All right. Personalization is important, and the future of the world—okay, maybe just your company—depends on your brand doing it, and doing it right. Great. How exactly does one go about doing that, exactly? Well, this exclusive guide can help get you up to speed, with an exclusive look at:

  • Four key tools and strategies you need to personalize messages effectively
  • The six major types of personalization (and when to use them)
  • Real life examples of impactful personalized messages that moved the needle
  • And more!

Introduction

All right. Personalization is important, and the future of the world—okay, maybe just your company—depends on your brand doing it, and doing it right. Great. How exactly does one go about doing that, exactly?

Well, successful personalization isn’t a one-size-fits-all kind of thing. There are a bunch of different types of personalization—a half-dozen, by my count—and multiple different tools and strategies that can be used to support them, including:

  • Liquid: This language—or syntax—can be used within the Braze customer engagement platform and other similar technologies to easily add personalized elements to messages and to deliver specific message variants to the approach recipient
  • Segmentation: This strategy takes advantage of filters within Braze or similar platforms to support the nuanced targeting of messages based on individual consumers’ web or in-app behavior, demographic data, and more
  • Dynamic Content: This tool allows marketers to automatically communicate with—and pull information from—public APIs and brands’ proprietary systems to adjust message content in the moment to more effectively speak to users
  • Machine Learning: This type of artificial intelligence can be used to identify behavior patterns and preferences that are unique to each user, making it possible to adjust the messaging experiences to better fit each recipient

To carry out an effective personalization strategy at your company, you need to understand the different types of personalization, identify which ones fit your specific customer engagement needs and the data at your disposal, and determine what it takes to execute on those specific personalized experiences.

I know. It sounds like a lot. But the payoff is worth it. And we’re going to be right here the whole time, walking you through all the ins-and-outs.

This is What Personalization Looks Like: The Six Major Types

1. NAME-BASED PERSONALIZATION

What Name-Based Personalization Is (and When to Use It)

This one is pretty straightforward. When you send outreach using name-based personalization, you’re automatically pulling each recipient’s name from their customer profile and adding it to the message wherever you think is best. So instead of saying, “Hi” or “Hi Customer,” it says, “Hi Sandra” or “Hi Luisa” or whatever that particular recipient’s name is.

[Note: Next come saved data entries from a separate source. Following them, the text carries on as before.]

// Volume Dashboard Runner
//
// Usage:
//   cargo run --bin dashboard                        # default preset, one render
//   cargo run --bin dashboard -- SUPPORT             # pick a preset by name
//   cargo run --bin dashboard -- --list              # list presets
//   cargo run --bin dashboard -- --watch             # re-render every 15s
//   cargo run --bin dashboard -- --trials 200        # mean ± 95% CI over 200 runs
//   cargo run --bin dashboard -- --seed 42 --table   # reproducible run + raw table
//   cargo run --bin dashboard -- --start 08:00 --end 12:00 --rate 300 --pattern "U-Shape"

mod presets;
mod render;
mod series;
mod summary;

use chrono::NaiveTime;
use std::time::{Duration, SystemTime, UNIX_EPOCH};

use presets::{presets, Preset};
use volume_engine::{ArrivalPattern, SimulationRun, VolumeSimulation};

/// Fixed wall-clock delay between re-renders in watch mode.
const REFRESH_SECS: u64 = 15;

// ─── CLI Parsing ────────────────────────────────────────────────────────────

struct CliArgs {
    filter: Option<String>,
    seed: Option<u64>,
    trials: usize,
    watch: bool,
    table: bool,
    jsonl: bool,
    list: bool,
    start: Option<NaiveTime>,
    end: Option<NaiveTime>,
    rate: Option<f64>,
    pattern: Option<ArrivalPattern>,
}

fn parse_time(raw: &str, flag: &str) -> NaiveTime {
    match NaiveTime::parse_from_str(raw, "%H:%M") {
        Ok(t) => t,
        Err(_) => {
            eprintln!("Invalid {} time {:?}, expected HH:MM", flag, raw);
            std::process::exit(1);
        }
    }
}

fn parse_args() -> CliArgs {
    let args: Vec<String> = std::env::args().skip(1).collect();
    let mut cli = CliArgs {
        filter: None,
        seed: None,
        trials: 0,
        watch: false,
        table: false,
        jsonl: false,
        list: false,
        start: None,
        end: None,
        rate: None,
        pattern: None,
    };

    let mut i = 0;
    while i < args.len() {
        match args[i].as_str() {
            "--seed" => {
                i += 1;
                if i < args.len() {
                    cli.seed = args[i].parse().ok();
                }
            }
            "--trials" => {
                i += 1;
                if i < args.len() {
                    cli.trials = args[i].parse().unwrap_or(0);
                }
            }
            "--start" => {
                i += 1;
                if i < args.len() {
                    cli.start = Some(parse_time(&args[i], "--start"));
                }
            }
            "--end" => {
                i += 1;
                if i < args.len() {
                    cli.end = Some(parse_time(&args[i], "--end"));
                }
            }
            "--rate" => {
                i += 1;
                if i < args.len() {
                    cli.rate = args[i].parse().ok();
                }
            }
            "--pattern" => {
                i += 1;
                if i < args.len() {
                    cli.pattern = Some(ArrivalPattern::from_name(&args[i]));
                }
            }
            "--watch" => {
                cli.watch = true;
            }
            "--table" => {
                cli.table = true;
            }
            "--jsonl" => {
                cli.jsonl = true;
            }
            "--list" => {
                cli.list = true;
            }
            arg if !arg.starts_with('-') => {
                cli.filter = Some(arg.to_string());
            }
            _ => {
                eprintln!("Unknown argument: {}", args[i]);
            }
        }
        i += 1;
    }

    cli
}

// ─── Main ───────────────────────────────────────────────────────────────────

fn main() {
    env_logger::init();
    let cli = parse_args();
    let all = presets();

    if cli.list {
        println!("\n  {:<22} {:<30} {:>13} {:>8}  {}", "Preset", "Label", "Window", "Per hr", "Pattern");
        println!("  {}", "-".repeat(88));
        for p in &all {
            println!(
                "  {:<22} {:<30} {:>5}-{:<7} {:>8.0}  {}",
                p.name,
                p.label,
                p.start.format("%H:%M"),
                p.end.format("%H:%M"),
                p.contacts_per_hour,
                p.pattern.label(),
            );
        }
        println!();
        return;
    }

    let preset: &Preset = match &cli.filter {
        Some(f) => {
            let f_lower = f.to_lowercase();
            match all.iter().find(|p| {
                p.name.to_lowercase().contains(&f_lower) || p.label.to_lowercase().contains(&f_lower)
            }) {
                Some(p) => p,
                None => {
                    eprintln!("No preset matches filter: {:?} (try --list)", f);
                    std::process::exit(1);
                }
            }
        }
        None => &all[0],
    };

    let mut config = preset.config();
    if let Some(start) = cli.start {
        config.open = start;
    }
    if let Some(end) = cli.end {
        config.close = end;
    }
    if let Some(rate) = cli.rate {
        config.contacts_per_hour = rate;
    }
    if let Some(pattern) = cli.pattern.clone() {
        config.pattern = pattern;
    }

    println!("\n  Volume Dashboard — {}", preset.label);
    println!(
        "  Window: {}-{} | {:.0} contacts/hr | Pattern: {} | Channels: {}",
        config.open.format("%H:%M"),
        config.close.format("%H:%M"),
        config.contacts_per_hour,
        config.pattern.label(),
        config.mix.channel_names().join(", "),
    );
    println!();

    let sim = VolumeSimulation::new(config);

    if cli.trials > 0 {
        run_summary(&sim, cli.trials, cli.seed);
        return;
    }

    if cli.watch {
        println!("  Refreshing every {}s, Ctrl-C to stop.\n", REFRESH_SECS);
        loop {
            let run = run_once(&sim, cli.seed);
            println!("  ── {} ──────────────────────────────────────", chrono::Local::now().format("%H:%M:%S"));
            render::render_chart(&run.table);
            if cli.table {
                render::render_table(&run.table);
            }
            std::thread::sleep(Duration::from_secs(REFRESH_SECS));
        }
    }

    let run = run_once(&sim, cli.seed);
    render::render_curve(&run);
    render::render_chart(&run.table);
    if cli.table {
        render::render_table(&run.table);
    }
    if cli.jsonl {
        let path = results_path("run", "jsonl");
        match series::write_jsonl(&path, &run) {
            Ok(()) => println!("  Intervals saved to: {}", path.display()),
            Err(e) => eprintln!("  Warning: failed to write JSONL: {}", e),
        }
    }
}

/// One simulation run; config errors are terminal.
fn run_once(sim: &VolumeSimulation, seed: Option<u64>) -> SimulationRun {
    let result = match seed {
        Some(s) => sim.run_seeded(s),
        None => sim.run(),
    };
    match result {
        Ok(run) => {
            if let Some(sum) = run.mix_rescaled {
                eprintln!("  Warning: channel mix summed to {}, shares rescaled to 100", sum);
            }
            run
        }
        Err(e) => {
            eprintln!("  Error: {}", e);
            std::process::exit(1);
        }
    }
}

fn run_summary(sim: &VolumeSimulation, trials: usize, seed: Option<u64>) {
    let base_seed = seed.unwrap_or_else(rand::random);
    let report = match summary::run_trials(sim, trials, base_seed) {
        Ok(r) => r,
        Err(e) => {
            eprintln!("  Error: {}", e);
            std::process::exit(1);
        }
    };

    println!("  Trials: {} | Base seed: {}", report.n_trials, report.base_seed);
    println!("\n  {:<8} {:>9} {:>8} {:>19}", "Interval", "Mean", "StdDev", "95% CI");
    println!("  {}", "-".repeat(48));
    for interval in &report.intervals {
        println!(
            "  {:<8} {:>9.1} {:>8.2} {:>8.1} - {:>8.1}",
            interval.label,
            interval.total.mean,
            interval.total.std_dev,
            interval.total.ci_lower,
            interval.total.ci_upper,
        );
    }
    println!("  {}", "-".repeat(48));
    println!(
        "  {:<8} {:>9.1} {:>8.2} {:>8.1} - {:>8.1}\n",
        "Total",
        report.grand_total.mean,
        report.grand_total.std_dev,
        report.grand_total.ci_lower,
        report.grand_total.ci_upper,
    );

    let path = results_path("summary", "json");
    let json = match serde_json::to_string_pretty(&report) {
        Ok(j) => j,
        Err(e) => {
            eprintln!("  Warning: failed to serialize report: {}", e);
            return;
        }
    };
    if let Some(parent) = path.parent() {
        if let Err(e) = std::fs::create_dir_all(parent) {
            eprintln!("  Warning: failed to create {}: {}", parent.display(), e);
            return;
        }
    }
    match std::fs::write(&path, &json) {
        Ok(()) => println!("  Results saved to: {}", path.display()),
        Err(e) => eprintln!("  Warning: failed to write report: {}", e),
    }
}

fn results_path(kind: &str, ext: &str) -> std::path::PathBuf {
    let ts = SystemTime::now()
        .duration_since(UNIX_EPOCH)
        .map(|d| d.as_millis())
        .unwrap_or(0);
    std::path::Path::new("volume-results").join(format!("{}-{}.{}", kind, ts, ext))
}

At the core, name-based personalization is an effective way to communicate to your users that, yes, you know who you’re talking to. If a customer gets a transactional message from you saying that their package has been shipped, the inclusion of their name, for instance, including the name can offer reassurance that is is indeed THEIR package that’s on the way. Similarly, including a customer’s name in a message can help to make the outreach feel more personal and intimate, so it can be a great choice when you’re making an emotional appeal (for instance, if you’re a nonprofit looking to drive additional donations).

Truthfully, name-based personalization is sort of the training wheels of message customization: a simple, impactful use that helps to set you up for bigger and better things in the future. Unfortunately, a lot of brands get this far and stop. According to Evergage and Researchscape, 76% of marketers using personalization only use it to add customer names or the name of their own company to the messages they send.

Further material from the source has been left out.